Sun Qiang, Pan Dong, Li Meng, Zhao Jianhua, Chen Pingping, Lu Wei, Zou Jin
Materials Engineering, The University of Queensland, St. Lucia, Queensland 4072, Australia.
State Key Laboratory of Superlattices and Microstructures, Institute of Semiconductors, Chinese Academy of Sciences, Beijing 100083, China.
Nanoscale. 2020 Jun 4;12(21):11711-11717. doi: 10.1039/d0nr02892d.
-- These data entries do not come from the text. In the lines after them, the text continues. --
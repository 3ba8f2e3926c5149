//! Error types for Civica operations.
//!
//! This module provides a common `Error` type and `Result<T>` alias used across
//! all Civica crates. Uses `thiserror` for derive macros.
//!
//! # Taxonomy
//!
//! The retrieval subsystem distinguishes three caller-visible classes:
//!
//! - [`Error::Config`] — fatal precondition failures (unsafe process
//!   topology, missing required native library, empty corpus at build time,
//!   bare query against a rerank-only backend). Never retried.
//! - [`Error::NotBuilt`] — index artifacts absent. Recoverable by running a
//!   build; callers surface this as "index not yet built".
//! - [`Error::Store`] — the relational store was unreachable or rejected an
//!   operation transiently. Callers may retry with backoff; this layer
//!   never retries internally.

use thiserror::Error;

/// Errors that can occur in Civica operations.
#[derive(Error, Debug)]
pub enum Error {
    /// I/O error.
    #[error("I/O error: {0}")]
    Io(#[from] std::io::Error),

    /// I/O error with an associated path.
    #[error("I/O error at {path}: {source}")]
    IoPath {
        /// The path being accessed.
        path: String,
        /// The underlying I/O error.
        source: std::io::Error,
    },

    /// Configuration error — a fatal precondition failure.
    #[error("Configuration error: {0}")]
    Config(String),

    /// The index has never been built (artifacts absent).
    #[error("Index not built: {0}")]
    NotBuilt(String),

    /// Transient relational-store failure; the caller may retry.
    #[error("Store error: {0}")]
    Store(String),

    /// Invalid data or format.
    #[error("Invalid data: {0}")]
    InvalidData(String),

    /// Serialization error.
    #[error("Serialization error: {0}")]
    Serialization(String),

    /// Embedding or backend operation failure.
    #[error("Operation failed: {0}")]
    Operation(String),
}

impl Error {
    /// Create a configuration error.
    pub fn config(msg: impl Into<String>) -> Self {
        Self::Config(msg.into())
    }

    /// Create a not-built error.
    pub fn not_built(msg: impl Into<String>) -> Self {
        Self::NotBuilt(msg.into())
    }

    /// Create a transient store error.
    pub fn store(msg: impl Into<String>) -> Self {
        Self::Store(msg.into())
    }

    /// Create an invalid data error.
    pub fn invalid_data(msg: impl Into<String>) -> Self {
        Self::InvalidData(msg.into())
    }

    /// Create an operation error.
    pub fn operation(msg: impl Into<String>) -> Self {
        Self::Operation(msg.into())
    }

    /// Create an I/O error carrying the offending path.
    pub fn io_with_path(source: std::io::Error, path: impl AsRef<std::path::Path>) -> Self {
        Self::IoPath {
            path: path.as_ref().display().to_string(),
            source,
        }
    }

    /// Whether this error is a fatal configuration precondition failure.
    pub fn is_config(&self) -> bool {
        matches!(self, Self::Config(_))
    }

    /// Whether this error means the index has never been built.
    pub fn is_not_built(&self) -> bool {
        matches!(self, Self::NotBuilt(_))
    }

    /// Whether the caller may retry this error with backoff.
    pub fn is_transient(&self) -> bool {
        matches!(self, Self::Store(_))
    }
}

impl From<serde_json::Error> for Error {
    fn from(err: serde_json::Error) -> Self {
        Self::Serialization(err.to_string())
    }
}

/// Result type alias using Civica's Error type.
pub type Result<T> = std::result::Result<T, Error>;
In situ transmission electron microscopy characterization is a powerful method in investigating the growth mechanism of catalyst-induced semiconductor nanowires. By providing direct evidence on the crystal growth at the atomic level, a real-time in situ heating investigation was carried out on Au-catalyzed <001[combining macron]> InAs nanowires. It was found that the Au catalyst maintained itself in the solid form during the nanowire growth, and maintained a fixed epitaxial relationship with its underlying InAs nanowire, indicating the vapor-solid-solid mechanism. Importantly, the growth of <001[combining macron]> InAs nanowires through a layer-by-layer manner at the catalyst/nanowire interface is evident. This study provides direct insights into the vapor-solid-solid growth and clarified the growth mechanism of <001[combining macron]> III-V nanowires, which provides pathways in controlling the growth of <001[combining macron]> semiconductor nanowires.
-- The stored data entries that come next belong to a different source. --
// ============================================================================
// Tests
// ============================================================================

#[cfg(test)]
mod tests {
    use super::*;
    use crate::corpus::{AgendaItemRecord, CatalogRecord};
    use tempfile::tempdir;

    struct FixedSource {
        records: Vec<CatalogRecord>,
    }

    #[async_trait]
    impl CorpusSource for FixedSource {
        async fn fetch_catalog(&self) -> Result<Vec<CatalogRecord>> {
            Ok(self.records.clone())
        }
    }

    fn record(catalog_id: i64, summary: &str) -> CatalogRecord {
        CatalogRecord {
            catalog_id,
            event_id: 1000 + catalog_id,
            summary: Some(summary.to_string()),
            summary_extractive: None,
            content: None,
            agenda_items: vec![AgendaItemRecord {
                id: catalog_id * 10,
                title: format!("Agenda item for document {catalog_id}"),
                text: Some("Discussion and vote on the matter at hand.".to_string()),
            }],
            city: "Greenfield".to_string(),
            meeting_category: "council".to_string(),
            organization: "City Council".to_string(),
            date: Some("2025-03-12".to_string()),
        }
    }

    fn sample_records() -> Vec<CatalogRecord> {
        vec![
            record(1, "Council approved playground renovation funding for Miller Park."),
            record(2, "Committee reviewed the sewer maintenance contract extension."),
            record(3, "Board discussed the downtown transit corridor study results."),
        ]
    }

    fn backend(dir: &std::path::Path) -> LocalIndexBackend {
        let config = SemanticConfig {
            provider: "mock".to_string(),
            dimension: 64,
            index_path: Some(dir.to_string_lossy().into_owned()),
            ..Default::default()
        };
        let embedder = SharedEmbedder::new(config.clone());
        LocalIndexBackend::new(config, embedder).unwrap()
    }

    // ------------------------------------------------------------------------
    // select_top_k tests
    // ------------------------------------------------------------------------

    #[test]
    fn test_select_top_k_orders_by_score_desc() {
        let mut scored = vec![(0.1, 0), (0.9, 1), (0.5, 2), (0.7, 3)];
        select_top_k(&mut scored, 2);
        assert_eq!(scored, vec![(0.9, 1), (0.7, 3)]);
    }

    #[test]
    fn test_select_top_k_ties_break_by_row_id() {
        // Two permutations of the same tied scores must select the same set.
        let mut a = vec![(0.5, 3), (0.5, 1), (0.5, 2), (0.5, 0)];
        let mut b = vec![(0.5, 0), (0.5, 2), (0.5, 1), (0.5, 3)];
        select_top_k(&mut a, 2);
        select_top_k(&mut b, 2);
        assert_eq!(a, vec![(0.5, 0), (0.5, 1)]);
        assert_eq!(a, b);
    }

    #[test]
    fn test_select_top_k_k_larger_than_input() {
        let mut scored = vec![(0.2, 0), (0.8, 1)];
        select_top_k(&mut scored, 10);
        assert_eq!(scored, vec![(0.8, 1), (0.2, 0)]);
    }

    #[test]
    fn test_select_top_k_zero() {
        let mut scored = vec![(0.2, 0), (0.8, 1)];
        select_top_k(&mut scored, 0);
        assert!(scored.is_empty());
    }

    // ------------------------------------------------------------------------
    // Build tests
    // ------------------------------------------------------------------------

    #[tokio::test]
    async fn test_build_and_query() {
        let dir = tempdir().unwrap();
        let backend = backend(dir.path());
        let source = FixedSource {
            records: sample_records(),
        };

        let report = backend.build_index(&source).await.unwrap();
        assert!(!report.from_cache);
        assert_eq!(report.metadata.catalog_count, 3);
        assert_eq!(report.metadata.embedding_dim, 64);
        // summary row + agenda_item_result row per document
        assert_eq!(report.metadata.row_count, 6);

        let hits = backend
            .query("playground renovation funding", 3)
            .await
            .unwrap();
        assert_eq!(hits.len(), 3);
        assert_eq!(hits[0].row.catalog_id, Some(1));
        // The on-topic summary wins outright, not by tie-break.
        assert!(hits[0].score > hits[1].score);
    }

    #[tokio::test]
    async fn test_engine_reflects_resident_build() {
        let dir = tempdir().unwrap();
        let backend = backend(dir.path());
        let report = backend
            .build_index(&FixedSource {
                records: sample_records(),
            })
            .await
            .unwrap();
        // Diagnostics name the engine that actually built the resident set,
        // not just what the binary could serve.
        assert_eq!(backend.engine(), report.metadata.engine);
    }

    #[tokio::test]
    async fn test_rebuild_unchanged_corpus_is_noop() {
        let dir = tempdir().unwrap();
        let backend = backend(dir.path());
        let source = FixedSource {
            records: sample_records(),
        };

        let first = backend.build_index(&source).await.unwrap();
        let second = backend.build_index(&source).await.unwrap();
        assert!(!first.from_cache);
        assert!(second.from_cache);
        assert_eq!(first.metadata.corpus_hash, second.metadata.corpus_hash);
        assert_eq!(first.metadata.built_at, second.metadata.built_at);
    }

    #[tokio::test]
    async fn test_rebuild_changed_corpus_reembeds() {
        let dir = tempdir().unwrap();
        let backend = backend(dir.path());

        let first = backend
            .build_index(&FixedSource {
                records: sample_records(),
            })
            .await
            .unwrap();

        let mut changed = sample_records();
        changed[0].summary = Some("Council tabled the playground renovation item.".to_string());
        let second = backend
            .build_index(&FixedSource { records: changed })
            .await
            .unwrap();

        assert!(!second.from_cache);
        assert_ne!(first.metadata.corpus_hash, second.metadata.corpus_hash);
    }

    #[tokio::test]
    async fn test_build_empty_corpus_fails() {
        let dir = tempdir().unwrap();
        let backend = backend(dir.path());
        let err = backend
            .build_index(&FixedSource { records: vec![] })
            .await
            .unwrap_err();
        assert!(err.is_config());
        assert!(err.to_string().contains("no indexable rows"));
    }

    #[tokio::test]
    async fn test_build_respects_topology_guard() {
        let dir = tempdir().unwrap();
        let config = SemanticConfig {
            provider: "mock".to_string(),
            index_path: Some(dir.path().to_string_lossy().into_owned()),
            worker_processes: 4,
            ..Default::default()
        };
        let embedder = SharedEmbedder::new(config.clone());
        let backend = LocalIndexBackend::new(config, embedder).unwrap();

        let err = backend
            .build_index(&FixedSource {
                records: sample_records(),
            })
            .await
            .unwrap_err();
        assert!(err.is_config());
        // The guard fires before any model load.
        assert!(!backend.embedder.is_loaded());
    }

    // ------------------------------------------------------------------------
    // Query tests
    // ------------------------------------------------------------------------

    #[tokio::test]
    async fn test_query_respects_topology_guard() {
        // Artifacts built by a safe process must not be served by a worker
        // in an unacknowledged multi-process deployment.
        let dir = tempdir().unwrap();
        backend(dir.path())
            .build_index(&FixedSource {
                records: sample_records(),
            })
            .await
            .unwrap();

        let config = SemanticConfig {
            provider: "mock".to_string(),
            dimension: 64,
            index_path: Some(dir.path().to_string_lossy().into_owned()),
            worker_processes: 4,
            ..Default::default()
        };
        let embedder = SharedEmbedder::new(config.clone());
        let worker = LocalIndexBackend::new(config, embedder).unwrap();

        let err = worker.query("playground", 3).await.unwrap_err();
        assert!(err.is_config());
        // Neither the resident index nor the model was loaded.
        assert!(worker.resident.try_read().unwrap().is_none());
        assert!(!worker.embedder.is_loaded());

        let err = worker
            .rerank("playground", &[LexicalCandidate::meeting(1)])
            .await
            .unwrap_err();
        assert!(err.is_config());
        assert!(!worker.embedder.is_loaded());
    }

    #[tokio::test]
    async fn test_query_without_build_is_not_built() {
        let dir = tempdir().unwrap();
        let backend = backend(dir.path());
        let err = backend.query("anything", 5).await.unwrap_err();
        assert!(err.is_not_built());
    }

    #[tokio::test]
    async fn test_query_loads_persisted_artifacts() {
        let dir = tempdir().unwrap();
        {
            let writer = backend(dir.path());
            writer
                .build_index(&FixedSource {
                    records: sample_records(),
                })
                .await
                .unwrap();
        }

        // Fresh backend instance, same directory: lazy load from disk.
        let reader = backend(dir.path());
        let hits = reader.query("sewer maintenance contract", 2).await.unwrap();
        assert_eq!(hits.len(), 2);
        assert_eq!(hits[0].row.catalog_id, Some(2));
    }

    #[tokio::test]
    async fn test_query_limit_caps_results() {
        let dir = tempdir().unwrap();
        let backend = backend(dir.path());
        backend
            .build_index(&FixedSource {
                records: sample_records(),
            })
            .await
            .unwrap();

        let hits = backend.query("meeting", 1).await.unwrap();
        assert_eq!(hits.len(), 1);
    }

    // ------------------------------------------------------------------------
    // Rerank tests
    // ------------------------------------------------------------------------

    #[tokio::test]
    async fn test_rerank_restricts_to_offered_candidates() {
        let dir = tempdir().unwrap();
        let backend = backend(dir.path());
        backend
            .build_index(&FixedSource {
                records: sample_records(),
            })
            .await
            .unwrap();

        let candidates = vec![LexicalCandidate::meeting(2), LexicalCandidate::meeting(3)];
        let reranked = backend
            .rerank("sewer maintenance contract", &candidates)
            .await
            .unwrap();
        assert_eq!(reranked.len(), 2);
        // Document 1 never appears even though it exists in the index.
        assert_eq!(reranked[0].catalog_id, 2);
        assert!(reranked.iter().all(|d| d.catalog_id == 2 || d.catalog_id == 3));
        assert!(reranked[0].score >= reranked[1].score);
    }

    #[tokio::test]
    async fn test_rerank_empty_candidate_set_short_circuits() {
        // No build has happened; the empty set must not touch the artifacts.
        let dir = tempdir().unwrap();
        let backend = backend(dir.path());
        let reranked = backend.rerank("anything", &[]).await.unwrap();
        assert!(reranked.is_empty());
    }

    // ------------------------------------------------------------------------
    // Health tests
    // ------------------------------------------------------------------------

    #[tokio::test]
    async fn test_health_before_and_after_build() {
        let dir = tempdir().unwrap();
        let backend = backend(dir.path());

        let health = backend.health().await.unwrap();
        assert!(!health.artifacts_present);

        backend
            .build_index(&FixedSource {
                records: sample_records(),
            })
            .await
            .unwrap();

        let health = backend.health().await.unwrap();
        assert!(health.artifacts_present);
        assert!(health.consistent);
        assert_eq!(health.row_count, Some(6));
        assert_eq!(health.model_name.as_deref(), Some("mock"));
    }

    #[tokio::test]
    async fn test_health_never_loads_model() {
        let dir = tempdir().unwrap();
        let backend = backend(dir.path());
        backend.health().await.unwrap();
        assert!(!backend.embedder.is_loaded());
    }
}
原位透射电子显微镜表征是研究催化剂诱导的半导体纳米线生长机制的有力方法。通过提供原子水平上晶体生长的直接证据,对金催化的<001[组合长音符号]>砷化铟纳米线进行了实时原位加热研究。研究发现,金催化剂在纳米线生长过程中保持固态,并与其下方的砷化铟纳米线保持固定的外延关系,这表明了气-固-固机制。重要的是,<001[组合长音符号]>砷化铟纳米线在催化剂/纳米线界面处逐层生长的现象很明显。这项研究为气-固-固生长提供了直接见解,并阐明了<001[组合长音符号]>III-V族纳米线的生长机制,为控制<001[组合长音符号]>半导体纳米线的生长提供了途径。